## Aim of the exercise:
Write down, unchanged, the entries from the first line through the line holding "if a.len() != b.len()". Include no other line.

## Records for the exercise:
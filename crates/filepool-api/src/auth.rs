//! Upload key verification.
//!
//! The relay is protected by one shared secret. Clients send it either in the
//! `x-upload-key` header or as an `uploadKey` multipart field; the header
//! wins when both are present.

use filepool_core::AppError;
use subtle::ConstantTimeEq;

pub const UPLOAD_KEY_HEADER: &str = "x-upload-key";
pub const UPLOAD_KEY_FIELD: &str = "uploadKey";

/// Constant-time string comparison.
///
/// Length differences still burn a comparison of `a` against itself so the
/// mismatch is not observable through timing.
fn secure_compare(a: &str, b: &str) -> bool {
    if a.len() != b.len() {
        let _ = a.as_bytes().ct_eq(a.as_bytes());
        return false;
    }
    a.as_bytes().ct_eq(b.as_bytes()).into()
}

/// Check a client-provided key against the configured secret.
///
/// A missing server-side secret is a deployment defect and reported as such
/// (500), never as a client authorization failure.
pub fn verify_upload_key(expected: Option<&str>, provided: Option<&str>) -> Result<(), AppError> {
    let expected = expected.ok_or(AppError::ServerMisconfigured(
        "UPLOAD_SECRET_KEY is not set".to_string(),
    ))?;

    match provided {
        Some(key) if secure_compare(expected, key) => Ok(()),
        Some(_) => Err(AppError::Unauthorized("invalid upload key".to_string())),
        None => Err(AppError::Unauthorized("missing upload key".to_string())),
    }
}
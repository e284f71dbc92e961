use axum::http::HeaderValue;
use axum::{
    extract::{Request, State},
    middleware::Next,
    response::Response,
};
use std::sync::Arc;

/// Security headers configuration
#[derive(Clone)]
pub struct SecurityHeadersConfig {
    pub is_production: bool,
}

impl SecurityHeadersConfig {
    pub fn new(is_production: bool) -> Self {
        Self { is_production }
    }
}

/// Security headers middleware
/// Adds security headers to all HTTP responses
pub async fn security_headers_middleware(
    State(config): State<Arc<SecurityHeadersConfig>>,
    request: Request,
    next: Next,
) -> Response {
    let mut response = next.run(request).await;

    let headers = response.headers_mut();

    // X-Content-Type-Options: Prevent MIME type sniffing
    headers.insert("X-Content-Type-Options", HeaderValue::from_static("nosniff"));

    // X-Frame-Options: Prevent clickjacking
    headers.insert("X-Frame-Options", HeaderValue::from_static("DENY"));

    // Referrer-Policy: Control referrer information
    headers.insert(
        "Referrer-Policy",
        HeaderValue::from_static("strict-origin-when-cross-origin"),
    );

    // HSTS header (only set in production over HTTPS)
    if config.is_production {
        headers.insert(
            "Strict-Transport-Security",
            HeaderValue::from_static("max-age=31536000; includeSubDomains; preload"),
        );
    }

    // Content-Security-Policy: the relay serves JSON only
    headers.insert(
        "Content-Security-Policy",
        HeaderValue::from_static("default-src 'none'; frame-ancestors 'none'"),
    );

    // Cache-Control: upload responses are per-request and must not be cached
    headers.insert("Cache-Control", HeaderValue::from_static("no-store, private"));

    response
}
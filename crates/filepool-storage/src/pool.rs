//! Account pool and rotation cursor.
//!
//! The pool is built once at startup from the eligible credential bundles and
//! its entries are immutable afterwards; the rotation cursor is the only
//! mutable state and is guarded by a mutex so concurrent requests cannot
//! corrupt it. Slight unfairness in rotation order under concurrency is
//! acceptable; an out-of-range cursor is not.

use std::sync::{Arc, Mutex};

use crate::traits::StorageBackend;

/// How the orchestrator walks the pool.
#[derive(Debug, Clone, Copy, PartialEq, Eq)]
pub enum Topology {
    /// Fixed-order fallback across distinct backend kinds. Sweeps always
    /// start at the first entry; the cursor never moves.
    Ordered,
    /// Rotation across interchangeable same-kind accounts. Sweeps start at
    /// the cursor; a success moves the cursor past the winning account.
    RoundRobin,
}

/// One eligible account: display name plus its adapter.
pub struct AccountEntry {
    pub name: String,
    pub backend: Arc<dyn StorageBackend>,
}

/// Ordered set of eligible accounts plus the rotation cursor.
pub struct AccountPool {
    entries: Vec<AccountEntry>,
    topology: Topology,
    cursor: Mutex<usize>,
}

impl AccountPool {
    pub fn new(entries: Vec<AccountEntry>, topology: Topology) -> Self {
        AccountPool {
            entries,
            topology,
            cursor: Mutex::new(0),
        }
    }

    pub fn len(&self) -> usize {
        self.entries.len()
    }

    pub fn is_empty(&self) -> bool {
        self.entries.is_empty()
    }

    pub fn entries(&self) -> &[AccountEntry] {
        &self.entries
    }

    pub fn topology(&self) -> Topology {
        self.topology
    }

    /// Index where the next sweep starts.
    pub fn sweep_start(&self) -> usize {
        match self.topology {
            Topology::Ordered => 0,
            Topology::RoundRobin => *self.lock_cursor(),
        }
    }

    /// Record that the account at `winner` succeeded, moving the rotation
    /// cursor to the slot after it. After a fully failed sweep this is never
    /// called, so the cursor keeps the sweep's starting point. (The
    /// alternative policy, advancing by one so retries do not hammer the same
    /// first account, was considered and not taken.)
    pub fn advance_past(&self, winner: usize) {
        if self.topology == Topology::RoundRobin && !self.entries.is_empty() {
            let mut cursor = self.lock_cursor();
            *cursor = (winner + 1) % self.entries.len();
        }
    }

    /// Name of the account the next sweep will try first.
    pub fn next_in_line(&self) -> Option<&str> {
        self.entries
            .get(self.sweep_start())
            .map(|e| e.name.as_str())
    }

    fn lock_cursor(&self) -> std::sync::MutexGuard<'_, usize> {
        // A poisoned cursor lock only means another thread panicked while
        // holding it; the usize inside is still valid.
        self.cursor.lock().unwrap_or_else(|e| e.into_inner())
    }
}
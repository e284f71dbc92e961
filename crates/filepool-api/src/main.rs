use filepool_core::Config;

#[tokio::main]
async fn main() -> Result<(), anyhow::Error> {
    filepool_api::setup::init_tracing();

    let config = Config::from_env()?;

    let (_state, router) = filepool_api::setup::initialize_app(config.clone())?;

    filepool_api::setup::server::start_server(&config, router).await?;

    Ok(())
}
//! IP address extraction utilities
//!
//! Provides secure extraction of client IP addresses from X-Forwarded-For headers
//! with validation to prevent header spoofing attacks.

use axum::extract::{ConnectInfo, FromRequestParts};
use axum::http::request::Parts;
use axum::http::HeaderMap;
use std::convert::Infallible;
use std::net::{IpAddr, SocketAddr};

/// Peer socket address recorded by the server's connect-info service.
///
/// Extraction never fails; the address is absent for requests that did not
/// pass through a TCP accept, such as in-process test requests.
#[derive(Debug, Clone, Copy)]
pub struct PeerAddr(pub Option<SocketAddr>);

impl<S> FromRequestParts<S> for PeerAddr
where
    S: Send + Sync,
{
    type Rejection = Infallible;

    async fn from_request_parts(parts: &mut Parts, _state: &S) -> Result<Self, Self::Rejection> {
        Ok(PeerAddr(
            parts
                .extensions
                .get::<ConnectInfo<SocketAddr>>()
                .map(|connect_info| connect_info.0),
        ))
    }
}

/// Extract and validate client IP from request headers
///
/// When behind a load balancer or proxy, the X-Forwarded-For header contains a
/// chain of IP addresses. This function validates and extracts the appropriate
/// client IP based on the number of trusted proxies.
pub fn extract_client_ip(
    headers: &HeaderMap,
    socket_addr: Option<&std::net::SocketAddr>,
    trusted_proxy_count: usize,
) -> String {
    if let Some(forwarded_for) = headers.get("x-forwarded-for") {
        if let Ok(header_value) = forwarded_for.to_str() {
            let ip = extract_from_forwarded_for(header_value, trusted_proxy_count);
            if ip != "unknown" {
                return ip;
            }
        }
    }

    if let Some(real_ip) = headers.get("x-real-ip") {
        if let Ok(header_value) = real_ip.to_str() {
            let trimmed = header_value.trim();
            if is_valid_ip(trimmed) {
                return trimmed.to_string();
            }
        }
    }

    if let Some(addr) = socket_addr {
        return addr.ip().to_string();
    }

    "unknown".to_string()
}

/// Extract client IP from X-Forwarded-For header chain
///
/// The header contains comma-separated IPs in order `client, proxy1, proxy2`.
/// If `trusted_proxy_count` is N, we trust the last N IPs and use the one
/// before them.
fn extract_from_forwarded_for(header_value: &str, trusted_proxy_count: usize) -> String {
    let ips: Vec<&str> = header_value
        .split(',')
        .map(|s| s.trim())
        .filter(|s| !s.is_empty())
        .collect();

    if ips.is_empty() {
        return "unknown".to_string();
    }

    // With no trusted proxies the header could be spoofed; use the last IP in
    // the chain (closest to us) after validation.
    if trusted_proxy_count == 0 || ips.len() <= trusted_proxy_count {
        let last_ip = ips.last().unwrap_or(&"");
        if is_valid_ip(last_ip) {
            return last_ip.to_string();
        }
        return "unknown".to_string();
    }

    let client_ip_pos = ips.len().saturating_sub(trusted_proxy_count + 1);
    let client_ip = ips.get(client_ip_pos).unwrap_or(&"");

    if is_valid_ip(client_ip) {
        return client_ip.to_string();
    }

    "unknown".to_string()
}

fn is_valid_ip(ip_str: &str) -> bool {
    ip_str.parse::<IpAddr>().is_ok()
}
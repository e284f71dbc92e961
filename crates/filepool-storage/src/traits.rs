//! Storage abstraction trait
//!
//! This module defines the StorageBackend trait that all provider adapters
//! must implement, plus the storage error type.

use crate::staged::StagedPayload;
use async_trait::async_trait;
use filepool_core::ProviderKind;
use thiserror::Error;

/// Storage operation errors
#[derive(Debug, Error)]
pub enum StorageError {
    #[error("Upload failed: {0}")]
    UploadFailed(String),

    #[error("Authentication failed: {0}")]
    AuthFailed(String),

    /// The object was stored but could not be made publicly readable. A
    /// stored-but-inaccessible object is not a valid success.
    #[error("Access grant failed: {0}")]
    AccessGrantFailed(String),

    #[error("Usage query failed: {0}")]
    UsageFailed(String),

    #[error("Configuration error: {0}")]
    ConfigError(String),

    #[error("IO error: {0}")]
    IoError(#[from] std::io::Error),
}

/// Result type for storage operations
pub type StorageResult<T> = Result<T, StorageError>;

/// Outcome of a successful store call.
#[derive(Debug, Clone)]
pub struct StoredObject {
    /// Publicly accessible URL for the uploaded file
    pub url: String,
    /// Provider-assigned identifier (object key or file id)
    pub provider_id: String,
}

/// Storage usage snapshot for one account, when the backend reports one.
#[derive(Debug, Clone)]
pub struct StorageUsage {
    pub used_bytes: u64,
    pub limit_bytes: Option<u64>,
}

/// Storage abstraction trait
///
/// One adapter instance wraps one credentialed account. Adapters are stateless
/// with respect to which account is "current" - the orchestrator owns account
/// selection and rotation.
#[async_trait]
pub trait StorageBackend: Send + Sync {
    /// Store the staged payload under a collision-resistant name and return
    /// its public URL and provider-assigned id.
    ///
    /// `content_type` is the declared media type of the upload; adapters pass
    /// it through where the backend accepts one and must never reject a
    /// payload because of it.
    async fn store(
        &self,
        payload: &StagedPayload,
        filename: &str,
        content_type: &str,
    ) -> StorageResult<StoredObject>;

    /// Storage usage for this account. Backends without a usage API return
    /// `Ok(None)`.
    async fn usage(&self) -> StorageResult<Option<StorageUsage>> {
        Ok(None)
    }

    /// The backend kind this adapter wraps.
    fn kind(&self) -> ProviderKind;
}
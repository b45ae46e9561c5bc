//! HTTP request handlers
//!
//! One handler per upstream operation, plus the documentation and
//! housekeeping endpoints.

use axum::{
    extract::{
        rejection::{PathRejection, QueryRejection},
        Path, Query, State,
    },
    http::StatusCode,
    response::{Html, IntoResponse},
    Json,
};
use serde::Deserialize;
use serde_json::Value;
use std::sync::Arc;

use super::envelope::{Envelope, HttpError};
use super::pages;
use crate::state::AppState;
use crate::upstream::{DetailPayload, SearchOptions};

/// Query parameters for `/api/search`
#[derive(Debug, Deserialize)]
pub struct SearchParams {
    pub q: Option<String>,
    pub page: Option<String>,
    pub count: Option<String>,
}

impl SearchParams {
    fn options(&self) -> SearchOptions {
        let defaults = SearchOptions::default();
        SearchOptions {
            page: self.page.clone().unwrap_or(defaults.page),
            count: self.count.clone().unwrap_or(defaults.count),
        }
    }
}

/// GET /api/home
pub async fn home(State(state): State<Arc<AppState>>) -> Result<Envelope<Value>, HttpError> {
    let data = state.upstream.fetch_home().await?;
    Ok(Envelope::ok(data))
}

/// GET /api/search?q=&page=&count=
pub async fn search(
    State(state): State<Arc<AppState>>,
    params: Result<Query<SearchParams>, QueryRejection>,
) -> Result<Envelope<Value>, HttpError> {
    let Query(params) = params?;
    let query = params
        .q
        .as_deref()
        .filter(|q| !q.is_empty())
        .ok_or_else(|| HttpError::BadRequest("Query parameter (q) is required".to_string()))?;

    let data = state.upstream.search(query, &params.options()).await?;
    Ok(Envelope::ok(data))
}

/// GET /api/detail/{id}
pub async fn detail(
    State(state): State<Arc<AppState>>,
    product_id: Result<Path<String>, PathRejection>,
) -> Result<Envelope<DetailPayload>, HttpError> {
    let Path(product_id) = product_id?;
    let data = state.upstream.fetch_detail(&product_id).await?;
    Ok(Envelope::ok(data))
}

/// GET /api/stream/{ccs_product_id}
pub async fn stream(
    State(state): State<Arc<AppState>>,
    ccs_product_id: Result<Path<String>, PathRejection>,
) -> Result<Envelope<Value>, HttpError> {
    let Path(ccs_product_id) = ccs_product_id?;
    let data = state.upstream.resolve_stream(&ccs_product_id).await?;
    Ok(Envelope::ok(data))
}

/// Documentation page
pub async fn index() -> Html<&'static str> {
    Html(pages::INDEX)
}

pub async fn favicon() -> StatusCode {
    StatusCode::NO_CONTENT
}

pub async fn not_found() -> impl IntoResponse {
    (StatusCode::NOT_FOUND, Html(pages::NOT_FOUND))
}

/// Health check endpoint
pub async fn health_check() -> &'static str {
    "OK"
}

/// Version endpoint
pub async fn version_check() -> &'static str {
    concat!("viu-gateway v", env!("CARGO_PKG_VERSION"))
}

/// Debug endpoint - token state, never the token itself
pub async fn session_info(State(state): State<Arc<AppState>>) -> Json<Value> {
    let session = state.upstream.session();

    Json(serde_json::json!({
        "authenticated": session.is_some(),
        "acquired_at": session.map(|s| s.acquired_at),
        "upstream": state.upstream.base_url(),
        "started_at": state.started_at,
    }))
}
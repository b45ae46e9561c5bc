//! Server configuration

use serde::{Deserialize, Serialize};
use std::time::Duration;

use crate::error::{GatewayError, Result};

/// Default upstream API base URL
pub const DEFAULT_UPSTREAM_URL: &str = "https://api-gateway-global.viu.com/api";

/// Upstream API configuration
#[derive(Debug, Clone, Serialize, Deserialize)]
pub struct UpstreamConfig {
    /// Base URL every upstream path is appended to
    pub base_url: String,

    /// Country code sent with every request
    pub country_code: String,

    /// Upstream language id
    pub language_id: String,

    /// Upstream area id
    pub area_id: String,

    /// Per-request timeout in seconds; transport default when unset
    pub timeout_secs: Option<u64>,
}

impl Default for UpstreamConfig {
    fn default() -> Self {
        Self {
            base_url: DEFAULT_UPSTREAM_URL.to_string(),
            country_code: "ID".to_string(),
            language_id: "8".to_string(),
            area_id: "1000".to_string(),
            timeout_secs: None,
        }
    }
}

impl UpstreamConfig {
    pub fn timeout(&self) -> Option<Duration> {
        self.timeout_secs.map(Duration::from_secs)
    }
}

/// Server configuration
#[derive(Debug, Clone, Serialize, Deserialize)]
pub struct ServerConfig {
    /// Host address to bind to
    pub host: String,

    /// Port to listen on
    pub port: u16,

    /// Enable CORS
    pub cors_enabled: bool,

    /// Log level (trace, debug, info, warn, error)
    pub log_level: String,

    /// Log output format (pretty, json)
    pub log_format: String,

    /// Upstream API configuration
    pub upstream: UpstreamConfig,
}

impl Default for ServerConfig {
    fn default() -> Self {
        Self {
            host: "0.0.0.0".to_string(),
            port: 5000,
            cors_enabled: true,
            log_level: "info".to_string(),
            log_format: "pretty".to_string(),
            upstream: UpstreamConfig::default(),
        }
    }
}

impl ServerConfig {
    /// Get the socket address string
    pub fn socket_addr(&self) -> String {
        format!("{}:{}", self.host, self.port)
    }

    /// Apply a `PORT` value taken from the environment.
    pub fn apply_port(&mut self, port: Option<&str>) -> Result<()> {
        let Some(port) = port else {
            return Ok(());
        };
        self.port = port
            .trim()
            .parse()
            .map_err(|_| GatewayError::Config(format!("invalid PORT value: {:?}", port)))?;
        Ok(())
    }

    pub fn json_logs(&self) -> bool {
        self.log_format.eq_ignore_ascii_case("json")
    }
}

## Response to this task:
filename crates/filepool-api/src/auth.rs
//! Upload key verification.
//!
//! The relay is protected by one shared secret. Clients send it either in the
//! `x-upload-key` header or as an `uploadKey` multipart field; the header
//! wins when both are present.

use filepool_core::AppError;
use subtle::ConstantTimeEq;

pub const UPLOAD_KEY_HEADER: &str = "x-upload-key";
pub const UPLOAD_KEY_FIELD: &str = "uploadKey";

/// Constant-time string comparison.
///
/// Length differences still burn a comparison of `a` against itself so the
/// mismatch is not observable through timing.
fn secure_compare(a: &str, b: &str) -> bool {
    if a.len() != b.len() {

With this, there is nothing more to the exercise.